● Task to complete
When you transcribe the records that follow, reproduce each line exactly as given.

:: Records to use

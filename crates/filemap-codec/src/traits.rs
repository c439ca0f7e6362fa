use serde::de::DeserializeOwned;
use serde::Serialize;

use crate::error::CodecResult;

/// Converts values to the byte form kept in an entry file.
///
/// Implementations must round-trip: decoding the output of `encode` yields a
/// value structurally equal to the input, for arbitrarily nested containers
/// and records.
pub trait Codec: Send + Sync {
    /// Stable identifier persisted in store metadata.
    fn name(&self) -> &'static str;

    /// Serialize a value to bytes.
    fn encode<T: Serialize + ?Sized>(&self, value: &T) -> CodecResult<Vec<u8>>;

    /// Deserialize a value from bytes.
    fn decode<T: DeserializeOwned>(&self, bytes: &[u8]) -> CodecResult<T>;
}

::::

● Exercise solution
filename crates/filemap-codec/src/traits.rs
repository c439ca0f7e6362fa
use serde::de::DeserializeOwned;
use serde::Serialize;

use crate::error::CodecResult;

/// Converts values to the byte form kept in an entry file.
///
/// Implementations must round-trip: decoding the output of `encode` yields a
/// value structurally equal to the input, for arbitrarily nested containers
/// and records.
pub trait Codec: Send + Sync {
    /// Stable identifier persisted in store metadata.
    fn name(&self) -> &'static str;

    /// Serialize a value to bytes.
    fn encode<T: Serialize + ?Sized>(&self, value: &T) -> CodecResult<Vec<u8>>;

    /// Deserialize a value from bytes.
    fn decode<T: DeserializeOwned>(&self, bytes: &[u8]) -> CodecResult<T>;
}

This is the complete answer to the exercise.